Separated by an ocean, a continent and more than 7,000 miles, Chile seems an awfully long way to go to find sushi for millions of Britons. 

The packaging gives no clue to the origins of the “salmon trout”.

Nor does it make clear the disastrous consequences of intensive fish farming along Chile’s once pristine coastline where, according to eco-activists, many farms are plagued by disease and pollution. 

There is, of course, no suggestion that the fish served by Waitrose or Pret a Manger, two of Britain’s most environmentally friendly food suppliers, comes from a farm that has prompted concern.

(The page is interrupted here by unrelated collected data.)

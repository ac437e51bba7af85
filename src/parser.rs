//! Line parser: one transcript line to one [`ChatMessage`] or a [`Rejection`].
//!
//! # Example
//!
//! ```rust
//! use chatlens::parser::{LineParser, Rejection};
//!
//! let parser = LineParser::new();
//!
//! let msg = parser.parse_line("12/05/23 14:30 - Alice: Check http://x.com now 😀")?;
//! assert_eq!(msg.sender, "Alice");
//! assert_eq!(msg.body, "Check now 😀");
//! assert_eq!(msg.timestamp.to_string(), "2023-05-12 14:30:00");
//!
//! assert_eq!(
//!     parser.parse_line("12/05/23 14:30 - Bob: <Media omitted>"),
//!     Err(Rejection::MediaOmitted)
//! );
//! assert_eq!(parser.parse_line("hello everyone"), Err(Rejection::NoDateTimeMatch));
//! # Ok::<(), Rejection>(())
//! ```
//!
//! # Known quirk
//!
//! AM/PM markers are recognized but not applied: `2:30 PM` is stored as
//! 02:30. The raw token is kept in [`ChatMessage::time`] for callers that
//! need to tell the two apart.

use serde::Serialize;

use crate::config::ParserConfig;
use crate::error::ChatlensError;
use crate::message::ChatMessage;
use crate::parsing::{DateTimeScanner, MessageCleaner, parse_timestamp, split_sender};

/// Why a line did not produce a message.
///
/// Rejections are expected for any real transcript (continuation lines of
/// multi-line messages, system notices, attachments) and are never errors.
#[derive(Debug, Clone, Copy, PartialEq, Eq, Hash, PartialOrd, Ord, Serialize)]
#[serde(rename_all = "kebab-case")]
pub enum Rejection {
    /// The line is blank or lacks a date or a time of day.
    NoDateTimeMatch,
    /// Date and time were found but do not form a valid timestamp.
    UnparseableDate,
    /// No `sender: message` split after the timestamp.
    NoSenderDelimiter,
    /// The message is an attachment placeholder.
    MediaOmitted,
}

impl Rejection {
    /// Returns all rejection kinds.
    pub fn all() -> &'static [Rejection] {
        &[
            Rejection::NoDateTimeMatch,
            Rejection::UnparseableDate,
            Rejection::NoSenderDelimiter,
            Rejection::MediaOmitted,
        ]
    }

    /// Stable kebab-case name.
    pub fn as_str(&self) -> &'static str {
        match self {
            Rejection::NoDateTimeMatch => "no-date-time-match",
            Rejection::UnparseableDate => "unparseable-date",
            Rejection::NoSenderDelimiter => "no-sender-delimiter",
            Rejection::MediaOmitted => "media-omitted",
        }
    }
}

impl std::fmt::Display for Rejection {
    fn fmt(&self, f: &mut std::fmt::Formatter<'_>) -> std::fmt::Result {
        f.write_str(self.as_str())
    }
}

impl std::error::Error for Rejection {}

/// Parses single transcript lines.
///
/// Holds the compiled patterns and the configuration; both are immutable, so
/// one parser can be shared across threads and reused for any number of
/// documents.
#[derive(Debug, Clone)]
pub struct LineParser {
    config: ParserConfig,
    scanner: DateTimeScanner,
    cleaner: MessageCleaner,
}

impl LineParser {
    /// Creates a parser with the default configuration.
    pub fn new() -> Self {
        Self::from_valid_config(ParserConfig::default())
    }

    /// Creates a parser with a custom configuration.
    pub fn with_config(config: ParserConfig) -> Result<Self, ChatlensError> {
        config.validate()?;
        Ok(Self::from_valid_config(config))
    }

    fn from_valid_config(config: ParserConfig) -> Self {
        Self {
            config,
            scanner: DateTimeScanner::new(),
            cleaner: MessageCleaner::new(),
        }
    }

    /// Returns the current configuration.
    pub fn config(&self) -> &ParserConfig {
        &self.config
    }

    /// Parses one line.
    ///
    /// Steps, each with its own rejection:
    /// 1. blank line, missing date or missing time: [`Rejection::NoDateTimeMatch`]
    /// 2. date/time not valid under the configured format: [`Rejection::UnparseableDate`]
    /// 3. no `sender:` after the timestamp: [`Rejection::NoSenderDelimiter`]
    /// 4. message contains the media marker: [`Rejection::MediaOmitted`]
    pub fn parse_line(&self, line: &str) -> Result<ChatMessage, Rejection> {
        if line.trim().is_empty() {
            return Err(Rejection::NoDateTimeMatch);
        }

        let date = self.scanner.find_date(line)?;
        let time = self.scanner.find_time(line)?;
        let timestamp = parse_timestamp(
            &date,
            &time,
            &self.config.century_prefix,
            &self.config.datetime_format,
        )?;

        let region_end = date.end.max(time.end);
        let (sender, message) = split_sender(&line[region_end..])?;

        if message.contains(self.config.media_marker.as_str()) {
            return Err(Rejection::MediaOmitted);
        }

        Ok(ChatMessage {
            timestamp,
            time: time.text.to_string(),
            sender: sender.to_string(),
            body: self.cleaner.clean(message),
        })
    }

    /// Cleans message text the same way parsed bodies are cleaned.
    pub fn clean(&self, message: &str) -> String {
        self.cleaner.clean(message)
    }
}

impl Default for LineParser {
    fn default() -> Self {
        Self::new()
    }
}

The rise of Chile’s fish industry began about a decade ago when international corporations realised there was money to be made in the blue water off a short stretch of coast around Puerto Montt, 600 miles south of the capital Santiago.

The explosion in global demand for salmon and trout led to a rapid expansion of the open net fish farming industry, in which fish are kept in pens in the sea.

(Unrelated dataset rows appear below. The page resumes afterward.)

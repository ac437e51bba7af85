//! Building blocks of the line parser.
//!
//! Each step of turning a raw line into a [`ChatMessage`](crate::ChatMessage)
//! is a separate, independently testable function with an explicit
//! accept/reject result:
//!
//! - [`DateTimeScanner::find_date`] / [`DateTimeScanner::find_time`] locate the
//!   timestamp tokens
//! - [`parse_timestamp`] combines them under the configured format
//! - [`split_sender`] separates author and message text
//! - [`MessageCleaner::clean`] normalizes the message body
//!
//! [`LineParser`](crate::parser::LineParser) wires them together.

mod clean;
mod datetime;
mod sender;

pub use clean::MessageCleaner;
pub use datetime::{
    DateTimeScanner, DateToken, Meridiem, TimeToken, normalize_year, parse_timestamp,
};
pub use sender::split_sender;
//! Output writers for parsed tables.
//!
//! - [`write_csv`] / [`to_csv`] - CSV with semicolon delimiter - requires `csv-output` feature
//! - [`write_json`] / [`to_json`] - JSON array of rows - requires `json-output` feature
//! - [`write_jsonl`] / [`to_jsonl`] - JSON Lines, one row per line - requires `json-output` feature
//!
//! Every writer takes the table, an optional sentiment column aligned with
//! its rows (see [`SentimentAnalyzer::analyze_table`](crate::sentiment::SentimentAnalyzer::analyze_table))
//! and an [`OutputConfig`].
//!
//! # Example
//!
//! ```rust
//! # #[cfg(feature = "csv-output")]
//! # fn main() -> chatlens::Result<()> {
//! use chatlens::normalizer::normalize;
//! use chatlens::output::{OutputConfig, to_csv};
//!
//! let table = normalize("12/05/23 14:30 - Alice: Hello!");
//! let csv = to_csv(&table, None, &OutputConfig::new())?;
//!
//! assert_eq!(csv, "Timestamp;Sender;Message\n2023-05-12 14:30:00;Alice;Hello\n");
//! # Ok(())
//! # }
//! # #[cfg(not(feature = "csv-output"))]
//! # fn main() {}
//! ```

#[cfg(feature = "csv-output")]
mod csv_writer;
#[cfg(feature = "json-output")]
mod json_writer;
#[cfg(feature = "json-output")]
mod jsonl_writer;

#[cfg(feature = "csv-output")]
pub use csv_writer::{to_csv, write_csv};
#[cfg(feature = "json-output")]
pub use json_writer::{to_json, write_json};
#[cfg(feature = "json-output")]
pub use jsonl_writer::{to_jsonl, write_jsonl};

use serde::Serialize;

use crate::error::ChatlensError;
use crate::sentiment::Sentiment;
use crate::table::ChatTable;

/// Timestamp layout used by every writer.
pub const TIMESTAMP_FORMAT: &str = "%Y-%m-%d %H:%M:%S";

/// Controls which optional columns are written.
#[derive(Debug, Clone, Default)]
pub struct OutputConfig {
    /// Include the time token as written in the export
    pub include_raw_time: bool,
}

impl OutputConfig {
    pub fn new() -> Self {
        Self::default()
    }

    #[must_use]
    pub fn with_raw_time(mut self) -> Self {
        self.include_raw_time = true;
        self
    }
}

/// One output row.
#[derive(Debug, Serialize)]
pub(crate) struct OutputRecord<'a> {
    pub timestamp: String,
    #[serde(skip_serializing_if = "Option::is_none")]
    pub time: Option<&'a str>,
    pub sender: &'a str,
    pub body: &'a str,
    #[serde(skip_serializing_if = "Option::is_none")]
    pub sentiment: Option<Sentiment>,
}

/// Pairs table rows with their sentiment, if a column was supplied.
///
/// A column whose length differs from the table is refused rather than
/// silently misaligned.
pub(crate) fn records<'a>(
    table: &'a ChatTable,
    sentiments: Option<&'a [Sentiment]>,
    config: &OutputConfig,
) -> Result<Vec<OutputRecord<'a>>, ChatlensError> {
    if let Some(column) = sentiments {
        if column.len() != table.len() {
            return Err(ChatlensError::invalid_format(
                "output",
                format!(
                    "sentiment column has {} entries for {} rows",
                    column.len(),
                    table.len()
                ),
            ));
        }
    }

    Ok(table
        .iter()
        .enumerate()
        .map(|(i, msg)| OutputRecord {
            timestamp: msg.timestamp.format(TIMESTAMP_FORMAT).to_string(),
            time: config.include_raw_time.then_some(msg.time.as_str()),
            sender: &msg.sender,
            body: &msg.body,
            sentiment: sentiments.map(|column| column[i]),
        })
        .collect())
}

By the middle of this decade, Chile had become the world’s second largest producer of salmon and trout – after Norway – with a business worth more than £1.2 billion a year.

With labour and energy costs a fraction of those in Norway, Scotland and Canada – average workers in the Chilean fish farming industry earn less than £5,000 a year – Chile’s Pacific coast was making big corporations huge profits. However, environmentalists complained that regulation was not robust enough.

What followed was disaster. In July 2007, Marine Harvest, a Norwegian company that supplies one in four of the world’s salmon, reported its first case on the South American continent of Infectious Salmon Anaemia (ISA), a virus deadly to the fish.